What is required: Every line of the material is to be duplicated precisely.

---

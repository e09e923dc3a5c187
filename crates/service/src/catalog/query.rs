//! Filter half of the list pipeline.
//!
//! An [`ItemQuery`] holds the optional text search and the category/service
//! name filters. It can be evaluated against an in-memory record
//! ([`ItemQuery::matches`]) or turned into a SeaORM condition
//! ([`ItemQuery::condition`]).
//!
//! Case folding follows the backend's `LOWER`. Postgres folds Unicode, the
//! same as [`ItemQuery::matches`]. SQLite folds ASCII only, so there `école`
//! does not find `ÉCOLE` while `École` still finds `École`.

use std::cmp::Ordering;

use sea_orm::sea_query::{Expr, Func, LikeExpr, SimpleExpr};
use sea_orm::{ColumnTrait, Condition, DbBackend};

use models::{category, portfolio_item, service};

use super::domain::ItemRecord;
use crate::errors::ServiceError;

pub const SEARCH_QUERY_REQUIRED: &str = "Search query is required";

#[derive(Clone, Debug, Default, PartialEq, Eq)]
pub struct ItemQuery {
    text: Option<String>,
    category: Option<String>,
    service: Option<String>,
    category_id: Option<i32>,
}

impl ItemQuery {
    /// Combined search + filters. Blank values mean "no filter".
    pub fn new(text: Option<&str>, category: Option<&str>, service: Option<&str>) -> Self {
        Self {
            text: normalize(text),
            category: normalize(category),
            service: normalize(service),
            category_id: None,
        }
    }

    /// Text search where a blank query is a caller error.
    pub fn search(text: Option<&str>) -> Result<Self, ServiceError> {
        let query = Self::new(text, None, None);
        if query.text.is_none() {
            return Err(ServiceError::Validation(SEARCH_QUERY_REQUIRED.into()));
        }
        Ok(query)
    }

    /// Equality filters only.
    pub fn filter(category: Option<&str>, service: Option<&str>) -> Self {
        Self::new(None, category, service)
    }

    /// Items of one already-resolved category.
    pub fn in_category(category_id: i32) -> Self {
        Self { category_id: Some(category_id), ..Self::default() }
    }

    pub fn text(&self) -> Option<&str> { self.text.as_deref() }

    pub fn category(&self) -> Option<&str> { self.category.as_deref() }

    pub fn service(&self) -> Option<&str> { self.service.as_deref() }

    pub fn is_unfiltered(&self) -> bool {
        self.text.is_none() && self.category.is_none() && self.service.is_none() && self.category_id.is_none()
    }

    pub fn matches(&self, record: &ItemRecord) -> bool {
        if let Some(id) = self.category_id {
            if record.category.id != id {
                return false;
            }
        }
        if let Some(text) = &self.text {
            let needle = text.to_lowercase();
            let hit = record.item.title.to_lowercase().contains(&needle)
                || record.item.description.to_lowercase().contains(&needle);
            if !hit {
                return false;
            }
        }
        if let Some(name) = &self.category {
            if !eq_ignore_case(&record.category.name, name) {
                return false;
            }
        }
        if let Some(name) = &self.service {
            match &record.service {
                Some(s) if eq_ignore_case(&s.service.name, name) => {}
                _ => return false,
            }
        }
        true
    }

    /// Condition over `portfolio_item` joined with `category` (inner) and
    /// `service` (left). Needles are folded the way `backend` folds columns.
    pub fn condition(&self, backend: DbBackend) -> Condition {
        let mut cond = Condition::all();
        if let Some(id) = self.category_id {
            cond = cond.add(portfolio_item::Column::CategoryId.eq(id));
        }
        if let Some(text) = &self.text {
            let pattern = format!("%{}%", escape_like(&fold_case(backend, text)));
            cond = cond.add(
                Condition::any()
                    .add(lower_col(portfolio_item::Entity, portfolio_item::Column::Title).like(like(&pattern)))
                    .add(lower_col(portfolio_item::Entity, portfolio_item::Column::Description).like(like(&pattern))),
            );
        }
        if let Some(name) = &self.category {
            cond = cond.add(lower_col(category::Entity, category::Column::Name).eq(fold_case(backend, name)));
        }
        if let Some(name) = &self.service {
            cond = cond.add(lower_col(service::Entity, service::Column::Name).eq(fold_case(backend, name)));
        }
        cond
    }
}

/// Newest upload first; equal timestamps fall back to the higher id.
pub fn newest_first(a: &ItemRecord, b: &ItemRecord) -> Ordering {
    b.item
        .upload_date
        .cmp(&a.item.upload_date)
        .then_with(|| b.item.id.cmp(&a.item.id))
}

/// Lowercase `raw` the way `LOWER()` does on `backend`.
pub(crate) fn fold_case(backend: DbBackend, raw: &str) -> String {
    match backend {
        DbBackend::Sqlite => raw.to_ascii_lowercase(),
        _ => raw.to_lowercase(),
    }
}

pub(crate) fn eq_ignore_case(a: &str, b: &str) -> bool {
    a.to_lowercase() == b.to_lowercase()
}

/// `LOWER(table.column)` as an expression.
pub(crate) fn lower_col<T, C>(table: T, column: C) -> Expr
where
    T: sea_orm::sea_query::IntoIden + 'static,
    C: sea_orm::sea_query::IntoIden + 'static,
{
    Expr::expr(SimpleExpr::from(Func::lower(Expr::col((table, column)))))
}

fn like(pattern: &str) -> LikeExpr {
    LikeExpr::new(pattern).escape('\\')
}

fn escape_like(raw: &str) -> String {
    let mut out = String::with_capacity(raw.len());
    for ch in raw.chars() {
        if matches!(ch, '%' | '_' | '\\') {
            out.push('\\');
        }
        out.push(ch);
    }
    out
}

fn normalize(raw: Option<&str>) -> Option<String> {
    raw.map(str::trim).filter(|s| !s.is_empty()).map(str::to_string)
}
#![cfg(test)]
use sea_orm::DatabaseConnection;
use migration::MigratorTrait;
use models::db::connect_with_config;
use configs::DatabaseConfig;

/// Fresh in-memory SQLite database per test, migrated to the latest schema.
/// A single pooled connection keeps every query on the same memory database.
pub async fn get_db() -> Result<DatabaseConnection, anyhow::Error> {
    let cfg = DatabaseConfig {
        url: "sqlite::memory:".into(),
        max_connections: 1,
        min_connections: 1,
        ..DatabaseConfig::default()
    };
    let db = connect_with_config(&cfg).await?;
    migration::Migrator::up(&db, None).await?;
    Ok(db)
}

---

Answer box:
repository e09e923dc3a5c187
filename crates/service/src/catalog/query.rs
//! Filter half of the list pipeline.
//!
//! An [`ItemQuery`] holds the optional text search and the category/service
//! name filters. It can be evaluated against an in-memory record
//! ([`ItemQuery::matches`]) or turned into a SeaORM condition
//! ([`ItemQuery::condition`]).
//!
//! Case folding follows the backend's `LOWER`. Postgres folds Unicode, the
//! same as [`ItemQuery::matches`]. SQLite folds ASCII only, so there `école`
//! does not find `ÉCOLE` while `École` still finds `École`.

use std::cmp::Ordering;

use sea_orm::sea_query::{Expr, Func, LikeExpr, SimpleExpr};
use sea_orm::{ColumnTrait, Condition, DbBackend};

use models::{category, portfolio_item, service};

use super::domain::ItemRecord;
use crate::errors::ServiceError;

pub const SEARCH_QUERY_REQUIRED: &str = "Search query is required";

#[derive(Clone, Debug, Default, PartialEq, Eq)]
pub struct ItemQuery {
    text: Option<String>,
    category: Option<String>,
    service: Option<String>,
    category_id: Option<i32>,
}

impl ItemQuery {
    /// Combined search + filters. Blank values mean "no filter".
    pub fn new(text: Option<&str>, category: Option<&str>, service: Option<&str>) -> Self {
        Self {
            text: normalize(text),
            category: normalize(category),
            service: normalize(service),
            category_id: None,
        }
    }

    /// Text search where a blank query is a caller error.
    pub fn search(text: Option<&str>) -> Result<Self, ServiceError> {
        let query = Self::new(text, None, None);
        if query.text.is_none() {
            return Err(ServiceError::Validation(SEARCH_QUERY_REQUIRED.into()));
        }
        Ok(query)
    }

    /// Equality filters only.
    pub fn filter(category: Option<&str>, service: Option<&str>) -> Self {
        Self::new(None, category, service)
    }

    /// Items of one already-resolved category.
    pub fn in_category(category_id: i32) -> Self {
        Self { category_id: Some(category_id), ..Self::default() }
    }

    pub fn text(&self) -> Option<&str> { self.text.as_deref() }

    pub fn category(&self) -> Option<&str> { self.category.as_deref() }

    pub fn service(&self) -> Option<&str> { self.service.as_deref() }

    pub fn is_unfiltered(&self) -> bool {
        self.text.is_none() && self.category.is_none() && self.service.is_none() && self.category_id.is_none()
    }

    pub fn matches(&self, record: &ItemRecord) -> bool {
        if let Some(id) = self.category_id {
            if record.category.id != id {
                return false;
            }
        }
        if let Some(text) = &self.text {
            let needle = text.to_lowercase();
            let hit = record.item.title.to_lowercase().contains(&needle)
                || record.item.description.to_lowercase().contains(&needle);
            if !hit {
                return false;
            }
        }
        if let Some(name) = &self.category {
            if !eq_ignore_case(&record.category.name, name) {
                return false;
            }
        }
        if let Some(name) = &self.service {
            match &record.service {
                Some(s) if eq_ignore_case(&s.service.name, name) => {}
                _ => return false,
            }
        }
        true
    }

    /// Condition over `portfolio_item` joined with `category` (inner) and
    /// `service` (left). Needles are folded the way `backend` folds columns.
    pub fn condition(&self, backend: DbBackend) -> Condition {
        let mut cond = Condition::all();
        if let Some(id) = self.category_id {
            cond = cond.add(portfolio_item::Column::CategoryId.eq(id));
        }
        if let Some(text) = &self.text {
            let pattern = format!("%{}%", escape_like(&fold_case(backend, text)));
            cond = cond.add(
                Condition::any()
                    .add(lower_col(portfolio_item::Entity, portfolio_item::Column::Title).like(like(&pattern)))
                    .add(lower_col(portfolio_item::Entity, portfolio_item::Column::Description).like(like(&pattern))),
            );
        }
        if let Some(name) = &self.category {
            cond = cond.add(lower_col(category::Entity, category::Column::Name).eq(fold_case(backend, name)));
        }
        if let Some(name) = &self.service {
            cond = cond.add(lower_col(service::Entity, service::Column::Name).eq(fold_case(backend, name)));
        }
        cond
    }
}

/// Newest upload first; equal timestamps fall back to the higher id.
pub fn newest_first(a: &ItemRecord, b: &ItemRecord) -> Ordering {
    b.item
        .upload_date
        .cmp(&a.item.upload_date)
        .then_with(|| b.item.id.cmp(&a.item.id))
}

/// Lowercase `raw` the way `LOWER()` does on `backend`.
pub(crate) fn fold_case(backend: DbBackend, raw: &str) -> String {
    match backend {
        DbBackend::Sqlite => raw.to_ascii_lowercase(),
        _ => raw.to_lowercase(),
    }
}

pub(crate) fn eq_ignore_case(a: &str, b: &str) -> bool {
    a.to_lowercase() == b.to_lowercase()
}

/// `LOWER(table.column)` as an expression.
pub(crate) fn lower_col<T, C>(table: T, column: C) -> Expr
where
    T: sea_orm::sea_query::IntoIden + 'static,
    C: sea_orm::sea_query::IntoIden + 'static,
{
    Expr::expr(SimpleExpr::from(Func::lower(Expr::col((table, column)))))
}

fn like(pattern: &str) -> LikeExpr {
    LikeExpr::new(pattern).escape('\\')
}

fn escape_like(raw: &str) -> String {
    let mut out = String::with_capacity(raw.len());
    for ch in raw.chars() {
        if matches!(ch, '%' | '_' | '\\') {
            out.push('\\');
        }
        out.push(ch);
    }
    out
}

fn normalize(raw: Option<&str>) -> Option<String> {
    raw.map(str::trim).filter(|s| !s.is_empty()).map(str::to_string)
}
#![cfg(test)]
use sea_orm::DatabaseConnection;
use migration::MigratorTrait;
use models::db::connect_with_config;
use configs::DatabaseConfig;

/// Fresh in-memory SQLite database per test, migrated to the latest schema.
/// A single pooled connection keeps every query on the same memory database.
pub async fn get_db() -> Result<DatabaseConnection, anyhow::Error> {
    let cfg = DatabaseConfig {
        url: "sqlite::memory:".into(),
        max_connections: 1,
        min_connections: 1,
        ..DatabaseConfig::default()
    };
    let db = connect_with_config(&cfg).await?;
    migration::Migrator::up(&db, None).await?;
    Ok(db)
}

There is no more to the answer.